イカにまつわる興味深い情報をいくつかご紹介します。
イカの骨は「鳥賊骨(うぞくこつ)」という漢方薬として使われています。収れん作用があり、おりものの異常や早漏の改善のほか、胃腸病の治療薬としても活用されているんですよ。
【便利な食べ方】
- 炒め物:短時間で火が通るため、野菜と一緒に炒めると歯ごたえのある食感と旨味を楽しめます
- 煮物:大根や里芋と一緒に煮ると、イカの旨味が染み込み、家庭的な味わいになります
- 干物:スルメイカを干した「するめ」は保存性が高く、炙って食べると香ばしさが引き立ちます
- 刺身:新鮮なイカは刺身として食べると、甘みと独特の食感を楽しめます
まとめ:薬膳食材としてのイカの価値
イカは単においしい海の幸というだけでなく、東洋医学的な観点からも価値の高い食材です。「養血滋陰」の働きで血を養い、肝と腎の機能を高める効果があります。
タウリンをはじめとする栄養成分が豊富に含まれ、動脈硬化予防や視力低下防止にも効果があることが分かっています。
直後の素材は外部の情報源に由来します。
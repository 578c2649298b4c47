use bytes::{Buf, BufMut, Bytes};
use serde::{Deserialize, Serialize};

use crate::mls::utilities::error::Result;
use crate::mls::utilities::serde::{
    deserialize_opaque_vec, serialize_opaque_vec, Deserializer, Serializer,
};
use crate::util::base64::Base64String;
use crate::util::uuid::generate_uuid;

/// `GroupId` is the unique identifier of a group.
///
/// It is generated during group creation and never changes. The engine treats
/// it as opaque bytes; groups it creates itself use the 16 bytes of a random
/// UUID, which carries no metadata.
#[derive(Default, Debug, PartialEq, Eq, Clone, Serialize, Deserialize, Hash, PartialOrd, Ord)]
pub struct GroupId(Bytes);

impl GroupId {
    pub fn generate() -> Self {
        GroupId(Bytes::copy_from_slice(generate_uuid().as_bytes()))
    }

    pub fn as_bytes(&self) -> &Bytes {
        &self.0
    }

    /// Unpadded URL-safe base64, usable as a storage key.
    pub fn to_base64(&self) -> Base64String {
        Base64String::from_bytes(&self.0)
    }
}

impl AsRef<[u8]> for GroupId {
    fn as_ref(&self) -> &[u8] {
        &self.0
    }
}

impl From<Bytes> for GroupId {
    fn from(value: Bytes) -> Self {
        GroupId(value)
    }
}

impl From<&[u8]> for GroupId {
    fn from(value: &[u8]) -> Self {
        GroupId(Bytes::copy_from_slice(value))
    }
}

impl From<uuid::Uuid> for GroupId {
    fn from(value: uuid::Uuid) -> Self {
        GroupId(Bytes::copy_from_slice(value.as_bytes()))
    }
}

impl std::fmt::Display for GroupId {
    fn fmt(&self, f: &mut std::fmt::Formatter<'_>) -> std::fmt::Result {
        write!(f, "Group({})", self.to_base64())
    }
}

impl Deserializer for GroupId {
    fn deserialize<B>(buf: &mut B) -> Result<Self>
    where
        Self: Sized,
        B: Buf,
    {
        Ok(GroupId(deserialize_opaque_vec(buf)?))
    }
}

impl Serializer for GroupId {
    fn serialize<B>(&self, buf: &mut B) -> Result<()>
    where
        Self: Sized,
        B: BufMut,
    {
        serialize_opaque_vec(&self.0, buf)
    }
}
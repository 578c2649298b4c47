use bytes::Bytes;

use crate::identifiers::{GroupId, UserId};
use crate::mls::crypto::provider::CryptoProvider;
use crate::mls::crypto::rng::random_secret;
use crate::mls::framing::Welcome;
use crate::mls::key_schedule::{
    derive_epoch_secrets, joiner_secret, next_init_secret, GroupContext, SECRET_SIZE,
};
use crate::mls::ratchet_tree::RatchetTree;
use crate::mls::storage::GroupStorage;
use crate::mls::utilities::error::{Error, Result};
use crate::mls::utilities::tree_math::LeafIndex;

use super::config::GroupConfig;
use super::identity::LocalIdentity;
use super::state::{GroupMember, GroupState};
use super::MlsGroup;

impl<C: CryptoProvider, S: GroupStorage> MlsGroup<C, S> {
    /// Creates a group at epoch 0 whose only member is a freshly generated
    /// identity for `user_id`.
    pub fn create_group(
        user_id: impl Into<UserId>,
        group_name: impl Into<String>,
        crypto_provider: C,
        storage: S,
    ) -> Result<Self> {
        let identity = LocalIdentity::generate(user_id.into(), &crypto_provider)?;
        Self::create_group_with_identity(
            &identity,
            group_name,
            GroupConfig::default(),
            crypto_provider,
            storage,
        )
    }

    pub fn create_group_with_identity(
        identity: &LocalIdentity,
        group_name: impl Into<String>,
        config: GroupConfig,
        crypto_provider: C,
        storage: S,
    ) -> Result<Self> {
        if !crypto_provider.supports(config.cipher_suite()) {
            return Err(Error::UnsupportedCipherSuite);
        }

        let group_id = GroupId::generate();
        let hpke_key_pair = identity.hpke_key_pair();
        let tree = RatchetTree::new(
            hpke_key_pair.public_key.clone(),
            hpke_key_pair.private_key.clone(),
        );

        let creator = GroupMember {
            user_id: identity.user_id().clone(),
            leaf_index: LeafIndex(0),
            identity_key: identity.signature_key_pair().public_key.clone(),
            hpke_public_key: hpke_key_pair.public_key.clone(),
        };

        let context = GroupContext {
            group_id: group_id.clone(),
            epoch: 0,
            tree_hash: tree.tree_hash(&crypto_provider)?,
            confirmed_transcript_hash: Bytes::new(),
            extensions_hash: None,
        };

        // Epoch 0 has no commit: a random init secret and an all-zero commit secret.
        let joiner_secret = joiner_secret(
            &crypto_provider,
            &random_secret(SECRET_SIZE),
            &[0u8; SECRET_SIZE],
        )?;
        let epoch_secrets = derive_epoch_secrets(
            &crypto_provider,
            &joiner_secret,
            &context.hash(&crypto_provider)?,
        )?;
        let init_secret = next_init_secret(&crypto_provider, &epoch_secrets)?;

        let state = GroupState::new(
            context,
            tree,
            vec![creator],
            epoch_secrets,
            init_secret,
            LeafIndex(0),
            identity.signature_key_pair().private_key.clone(),
            hpke_key_pair.private_key.clone(),
        );

        let name = group_name.into();
        storage.save_group_state(&state)?;
        storage.save_group_name(&group_id, &name)?;

        log::info!("Created {group_id} ({name}) for {}", identity.user_id());
        Ok(Self::from_parts(crypto_provider, storage, config, name, state))
    }

    /// Joins the group a [`Welcome`] was sealed for.
    ///
    /// Fails with [`Error::WelcomeNotForUs`] if the Welcome was not sealed to
    /// `identity`'s HPKE key or doesn't place `identity` in the group, and with
    /// [`Error::InvalidWelcome`] if its content is inconsistent.
    pub fn join_from_welcome(
        welcome: &Welcome,
        identity: &LocalIdentity,
        config: GroupConfig,
        crypto_provider: C,
        storage: S,
    ) -> Result<Self> {
        if !crypto_provider.supports(config.cipher_suite()) {
            return Err(Error::UnsupportedCipherSuite);
        }

        let hpke_key_pair = identity.hpke_key_pair();
        let (group_secrets, group_info) =
            welcome.open(&crypto_provider, &hpke_key_pair.private_key)?;

        let context = group_info.group_context.clone();
        if context.group_id != welcome.group_id {
            return Err(Error::InvalidWelcome("group info is for another group"));
        }
        if !group_info.verify(&crypto_provider)? {
            return Err(Error::InvalidWelcome("group info signature does not verify"));
        }
        if group_info.tree.tree_hash(&crypto_provider)? != context.tree_hash {
            return Err(Error::InvalidWelcome("tree does not match the group context"));
        }

        let own_leaf = group_secrets.leaf_index;
        let is_us = group_info.members.iter().any(|member| {
            member.leaf_index == own_leaf
                && &member.user_id == identity.user_id()
                && member.identity_key == identity.signature_key_pair().public_key
                && member.hpke_public_key == hpke_key_pair.public_key
        });
        let leaf_matches = group_info
            .tree
            .get_leaf(own_leaf)
            .is_some_and(|leaf| leaf.public_key == hpke_key_pair.public_key);
        if !is_us || !leaf_matches {
            return Err(Error::WelcomeNotForUs);
        }

        let mut tree = group_info.tree;
        tree.set_leaf_private_key(own_leaf, hpke_key_pair.private_key.clone())?;

        if let Some(path_secret) = group_secrets.path_secret {
            let num_leaves = tree.num_leaves();
            let signer = group_info.signer.node_index();
            let position = num_leaves
                .common_ancestor_position(signer, own_leaf.node_index())
                .ok_or(Error::InvalidWelcome("no common ancestor with the committer"))?;
            let direct_path = num_leaves.direct_path(signer);
            tree.install_path_secrets(&crypto_provider, &direct_path[position..], path_secret)
                .map_err(|_| Error::InvalidWelcome("path secret does not match the tree"))?;
        }

        let state = GroupState::new(
            context,
            tree,
            group_info.members,
            group_secrets.epoch_secrets,
            group_secrets.init_secret,
            own_leaf,
            identity.signature_key_pair().private_key.clone(),
            hpke_key_pair.private_key.clone(),
        );

        let name = group_info.group_name;
        storage.save_group_state(&state)?;
        storage.save_group_name(state.group_id(), &name)?;

        log::info!(
            "{} joined {} ({name}) at epoch {} as leaf {}",
            identity.user_id(),
            state.group_id(),
            state.epoch(),
            own_leaf
        );
        Ok(Self::from_parts(crypto_provider, storage, config, name, state))
    }

    /// Resumes a group from storage. `None` if no complete state is stored.
    pub fn load(
        group_id: &GroupId,
        config: GroupConfig,
        crypto_provider: C,
        storage: S,
    ) -> Result<Option<Self>> {
        let Some(state) = storage.load_group_state(group_id)? else {
            return Ok(None);
        };
        let name = storage.load_group_name(group_id)?.unwrap_or_default();

        log::debug!("Loaded {group_id} at epoch {}", state.epoch());
        Ok(Some(Self::from_parts(crypto_provider, storage, config, name, state)))
    }
}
中医学ではは補血、血脂低下、免疫力向上などの効果がある」と言われています。
ただし、体質によっては向かない場合もあるので、自分の体調に合わせた適切な摂取を心がけましょう。日々の食卓にイカを取り入れて、おいしく健康的な食生活を送ってみてはいかがでしょうか。
様々な調理法で楽しめるイカを、これからは薬膳的な視点も取り入れながら味わってみてください。きっと新たな発見があるはずです。